= Beginning of Section =
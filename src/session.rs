//! Sync sessions: one screen's live view of a remote (or bundled) document.
//!
//! A session picks its source once, when it is opened. With a remote source it
//! drains the subscription on a tokio task, decodes every snapshot and hands
//! the result to the registered `on_change` callback, one call per snapshot.
//! With the bundled source it publishes exactly once, synchronously.
//!
//! `on_change` runs on whichever thread delivers the snapshot; callers that
//! own a UI thread must marshal onto it themselves.

use std::fmt;
use std::sync::Arc;
use std::sync::atomic::{AtomicBool, Ordering};

use futures::StreamExt;
use parking_lot::{Mutex, ReentrantMutex, RwLock};
use rescue_document::{DocPath, RemoteDocument};
use tokio::task::JoinHandle;

use crate::busy::BusyIndicator;
use crate::client::{RemoteDocumentClient, Subscription, SubscriptionHandle};
use crate::decode::SnapshotDecoder;
use crate::fallback::{Connectivity, LocalFallbackLoader};

/// Collaborators a session is built from.
#[derive(Clone)]
pub struct SessionDeps {
    pub client: Arc<dyn RemoteDocumentClient>,
    pub connectivity: Arc<dyn Connectivity>,
    pub fallback: Arc<dyn LocalFallbackLoader>,
    pub busy: Arc<dyn BusyIndicator>,
}

/// Where a session should read from.
#[derive(Debug, Clone, PartialEq, Eq)]
pub struct SourceSpec {
    pub remote_path: DocPath,
    /// Bundled resource used when the remote store is unreachable. Without
    /// one, the session observes the remote path unconditionally.
    pub fallback_resource: Option<String>,
    /// Show the busy indicator until the first remote snapshot arrives.
    pub show_busy: bool,
}

impl SourceSpec {
    pub fn remote(remote_path: DocPath) -> Self {
        Self {
            remote_path,
            fallback_resource: None,
            show_busy: true,
        }
    }

    pub fn with_fallback(remote_path: DocPath, resource: impl Into<String>) -> Self {
        Self {
            remote_path,
            fallback_resource: Some(resource.into()),
            show_busy: true,
        }
    }

    /// Load in the background, leaving the busy indicator alone.
    pub fn quiet(mut self) -> Self {
        self.show_busy = false;
        self
    }
}

/// The source a session settled on when it was opened.
#[derive(Debug, Clone, PartialEq, Eq)]
pub enum SessionSource {
    Remote(DocPath),
    Fallback(String),
    /// Observation failed and there was nothing bundled to fall back to.
    Detached,
}

impl fmt::Display for SessionSource {
    fn fmt(&self, f: &mut fmt::Formatter<'_>) -> fmt::Result {
        match self {
            SessionSource::Remote(path) => write!(f, "remote:{path}"),
            SessionSource::Fallback(name) => write!(f, "bundled:{name}"),
            SessionSource::Detached => write!(f, "detached"),
        }
    }
}

type OnChange<T> = Box<dyn Fn(&T) + Send + Sync>;

struct Shared<S: SnapshotDecoder> {
    decoder: S,
    on_change: OnChange<S::Snapshot>,
    snapshot: RwLock<S::Snapshot>,
    closed: AtomicBool,
    /// Held while publishing and while closing. Re-entrant so that
    /// `on_change` may close its own session.
    gate: ReentrantMutex<()>,
    busy: Arc<dyn BusyIndicator>,
    awaiting_first: AtomicBool,
}

impl<S: SnapshotDecoder> Shared<S> {
    /// Decode and publish one snapshot. Returns `false` once closed.
    fn publish(&self, raw: &RemoteDocument) -> bool {
        let _gate = self.gate.lock();
        if self.closed.load(Ordering::Acquire) {
            return false;
        }
        self.settle_busy();

        let snapshot = self.decoder.decode(raw);
        *self.snapshot.write() = snapshot.clone();
        (self.on_change)(&snapshot);
        true
    }

    fn settle_busy(&self) {
        if self.awaiting_first.swap(false, Ordering::AcqRel) {
            self.busy.hide();
        }
    }
}

/// A screen's subscription to one list document.
///
/// Closing (or dropping) the session cancels the subscription; no `on_change`
/// call starts after `close` returns.
pub struct SyncSession<S: SnapshotDecoder> {
    shared: Arc<Shared<S>>,
    source: SessionSource,
    subscription: Option<SubscriptionHandle>,
    task: Mutex<Option<JoinHandle<()>>>,
}

impl<S: SnapshotDecoder> SyncSession<S> {
    /// Open a session and establish its source immediately.
    ///
    /// Must be called from within a tokio runtime when the source may be
    /// remote.
    pub fn open<F>(deps: &SessionDeps, spec: SourceSpec, decoder: S, on_change: F) -> Self
    where
        F: Fn(&S::Snapshot) + Send + Sync + 'static,
    {
        let shared = Arc::new(Shared {
            decoder,
            on_change: Box::new(on_change),
            snapshot: RwLock::new(S::Snapshot::default()),
            closed: AtomicBool::new(false),
            gate: ReentrantMutex::new(()),
            busy: Arc::clone(&deps.busy),
            awaiting_first: AtomicBool::new(false),
        });

        let use_remote = match &spec.fallback_resource {
            None => true,
            Some(_) => deps.connectivity.is_available(),
        };

        if use_remote {
            match deps.client.observe(&spec.remote_path) {
                Ok(subscription) => {
                    tracing::debug!("Observing {}", spec.remote_path);
                    return Self::attach(shared, spec.remote_path, subscription, spec.show_busy);
                }
                Err(e) => {
                    tracing::warn!("Failed to observe '{}': {e}", spec.remote_path);
                }
            }
        }

        let source = match spec.fallback_resource {
            Some(resource) => {
                tracing::debug!("Loading bundled resource '{resource}'");
                let raw = deps.fallback.load_bundled(&resource);
                shared.publish(&raw);
                SessionSource::Fallback(resource)
            }
            None => {
                shared.publish(&RemoteDocument::empty());
                SessionSource::Detached
            }
        };

        Self {
            shared,
            source,
            subscription: None,
            task: Mutex::new(None),
        }
    }

    fn attach(
        shared: Arc<Shared<S>>,
        path: DocPath,
        subscription: Subscription,
        show_busy: bool,
    ) -> Self {
        if show_busy {
            shared.awaiting_first.store(true, Ordering::Release);
            shared.busy.show();
        }

        let handle = subscription.handle();
        let task = tokio::spawn(drain(Arc::clone(&shared), subscription));

        Self {
            shared,
            source: SessionSource::Remote(path),
            subscription: Some(handle),
            task: Mutex::new(Some(task)),
        }
    }

    /// Last published snapshot (the default value before the first one).
    pub fn snapshot(&self) -> S::Snapshot {
        self.shared.snapshot.read().clone()
    }

    pub fn source(&self) -> &SessionSource {
        &self.source
    }

    pub fn is_closed(&self) -> bool {
        self.shared.closed.load(Ordering::Acquire)
    }

    /// Cancel the subscription. Idempotent; a no-op for bundled sources
    /// beyond marking the session closed.
    pub fn close(&self) {
        let _gate = self.shared.gate.lock();
        if self.shared.closed.swap(true, Ordering::AcqRel) {
            return;
        }
        if let Some(handle) = &self.subscription {
            handle.cancel();
        }
        if let Some(task) = self.task.lock().take() {
            task.abort();
        }
        self.shared.settle_busy();
        tracing::debug!("Closed session on {}", self.source);
    }
}

impl<S: SnapshotDecoder> Drop for SyncSession<S> {
    fn drop(&mut self) {
        self.close();
    }
}

impl<S: SnapshotDecoder> fmt::Debug for SyncSession<S> {
    fn fmt(&self, f: &mut fmt::Formatter<'_>) -> fmt::Result {
        f.debug_struct("SyncSession")
            .field("source", &self.source)
            .field("closed", &self.is_closed())
            .finish()
    }
}

async fn drain<S: SnapshotDecoder>(shared: Arc<Shared<S>>, mut subscription: Subscription) {
    while let Some(raw) = subscription.next().await {
        if !shared.publish(&raw) {
            break;
        }
    }
}
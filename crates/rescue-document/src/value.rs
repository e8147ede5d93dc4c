use std::collections::BTreeMap;

use serde::{Deserialize, Serialize};
use serde_json::{Number, Value};

use crate::path::DocPath;

/// Children of a map node, ordered by key.
pub type DocumentMap = BTreeMap<String, RemoteDocument>;

/// A value stored in, or read from, the remote document store.
///
/// The store has no null: absent values are simply missing keys. Converting
/// from JSON drops `null` entries, and a bare `null` reads as the empty map.
#[derive(Debug, Clone, PartialEq, Serialize, Deserialize)]
#[serde(from = "Value", into = "Value")]
pub enum RemoteDocument {
    String(String),
    Number(Number),
    Bool(bool),
    Map(DocumentMap),
    List(Vec<RemoteDocument>),
}

impl Default for RemoteDocument {
    fn default() -> Self {
        Self::empty()
    }
}

impl RemoteDocument {
    /// The empty document: a map with no children.
    pub fn empty() -> Self {
        RemoteDocument::Map(DocumentMap::new())
    }

    pub fn is_empty(&self) -> bool {
        matches!(self, RemoteDocument::Map(map) if map.is_empty())
    }

    pub fn as_str(&self) -> Option<&str> {
        match self {
            RemoteDocument::String(s) => Some(s),
            _ => None,
        }
    }

    pub fn as_bool(&self) -> Option<bool> {
        match self {
            RemoteDocument::Bool(b) => Some(*b),
            _ => None,
        }
    }

    pub fn as_number(&self) -> Option<&Number> {
        match self {
            RemoteDocument::Number(n) => Some(n),
            _ => None,
        }
    }

    pub fn as_map(&self) -> Option<&DocumentMap> {
        match self {
            RemoteDocument::Map(map) => Some(map),
            _ => None,
        }
    }

    pub fn as_list(&self) -> Option<&[RemoteDocument]> {
        match self {
            RemoteDocument::List(items) => Some(items),
            _ => None,
        }
    }

    /// Direct child of a map node.
    pub fn get(&self, key: &str) -> Option<&RemoteDocument> {
        self.as_map().and_then(|map| map.get(key))
    }

    /// Node at `path`, or `None` if any step is missing or not a map.
    pub fn at(&self, path: &DocPath) -> Option<&RemoteDocument> {
        let mut node = self;
        for segment in path.segments() {
            node = node.get(segment)?;
        }
        Some(node)
    }

    /// Owned copy of the node at `path`, degrading to the empty document.
    pub fn at_or_empty(&self, path: &DocPath) -> RemoteDocument {
        self.at(path).cloned().unwrap_or_default()
    }

    /// Replace the node at `path` with `value`, creating intermediate maps.
    ///
    /// Any non-map node met on the way is replaced by a map, matching how the
    /// backend treats a write beneath a leaf.
    pub fn set_at(&mut self, path: &DocPath, value: RemoteDocument) {
        let Some((first, rest)) = path.segments().split_first() else {
            *self = value;
            return;
        };
        set_in(self, first, rest, value);
    }

    /// Render a scalar as display text. Integral numbers lose their fraction.
    pub fn scalar_text(&self) -> Option<String> {
        match self {
            RemoteDocument::String(s) => Some(s.clone()),
            RemoteDocument::Number(n) => Some(number_text(n)),
            _ => None,
        }
    }
}

/// Set `key/rest..` below `node`, replacing non-map nodes on the way.
fn set_in(node: &mut RemoteDocument, key: &str, rest: &[String], value: RemoteDocument) {
    if !matches!(node, RemoteDocument::Map(_)) {
        *node = RemoteDocument::empty();
    }
    if let RemoteDocument::Map(map) = node {
        let child = map.entry(key.to_string()).or_insert_with(RemoteDocument::empty);
        match rest.split_first() {
            Some((next, rest)) => set_in(child, next, rest, value),
            None => *child = value,
        }
    }
}

fn number_text(n: &Number) -> String {
    if let Some(i) = n.as_i64() {
        return i.to_string();
    }
    if let Some(u) = n.as_u64() {
        return u.to_string();
    }
    match n.as_f64() {
        Some(f) if f.fract() == 0.0 && f.abs() < 1e15 => format!("{}", f as i64),
        _ => n.to_string(),
    }
}

impl From<Value> for RemoteDocument {
    fn from(value: Value) -> Self {
        from_json(value).unwrap_or_default()
    }
}

fn from_json(value: Value) -> Option<RemoteDocument> {
    match value {
        Value::Null => None,
        Value::Bool(b) => Some(RemoteDocument::Bool(b)),
        Value::Number(n) => Some(RemoteDocument::Number(n)),
        Value::String(s) => Some(RemoteDocument::String(s)),
        Value::Array(items) => Some(RemoteDocument::List(
            items.into_iter().filter_map(from_json).collect(),
        )),
        Value::Object(entries) => Some(RemoteDocument::Map(
            entries
                .into_iter()
                .filter_map(|(key, value)| from_json(value).map(|v| (key, v)))
                .collect(),
        )),
    }
}

impl From<RemoteDocument> for Value {
    fn from(doc: RemoteDocument) -> Self {
        match doc {
            RemoteDocument::String(s) => Value::String(s),
            RemoteDocument::Number(n) => Value::Number(n),
            RemoteDocument::Bool(b) => Value::Bool(b),
            RemoteDocument::List(items) => {
                Value::Array(items.into_iter().map(Value::from).collect())
            }
            RemoteDocument::Map(map) => Value::Object(
                map.into_iter()
                    .map(|(key, value)| (key, Value::from(value)))
                    .collect(),
            ),
        }
    }
}

impl From<&str> for RemoteDocument {
    fn from(s: &str) -> Self {
        RemoteDocument::String(s.to_string())
    }
}

impl From<String> for RemoteDocument {
    fn from(s: String) -> Self {
        RemoteDocument::String(s)
    }
}

impl From<bool> for RemoteDocument {
    fn from(b: bool) -> Self {
        RemoteDocument::Bool(b)
    }
}

impl From<i64> for RemoteDocument {
    fn from(n: i64) -> Self {
        RemoteDocument::Number(Number::from(n))
    }
}

impl From<DocumentMap> for RemoteDocument {
    fn from(map: DocumentMap) -> Self {
        RemoteDocument::Map(map)
    }
}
= End of Section =
» Work required
Of the entries above, repeat exactly the lines between the line with "snapshot; callers that" and the line with "pub client: Arc<dyn", inclusive, and no others.

» Answer space
//! `on_change` runs on whichever thread delivers the snapshot; callers that
//! own a UI thread must marshal onto it themselves.

use std::fmt;
use std::sync::Arc;
use std::sync::atomic::{AtomicBool, Ordering};

use futures::StreamExt;
use parking_lot::{Mutex, ReentrantMutex, RwLock};
use rescue_document::{DocPath, RemoteDocument};
use tokio::task::JoinHandle;

use crate::busy::BusyIndicator;
use crate::client::{RemoteDocumentClient, Subscription, SubscriptionHandle};
use crate::decode::SnapshotDecoder;
use crate::fallback::{Connectivity, LocalFallbackLoader};

/// Collaborators a session is built from.
#[derive(Clone)]
pub struct SessionDeps {
    pub client: Arc<dyn RemoteDocumentClient>,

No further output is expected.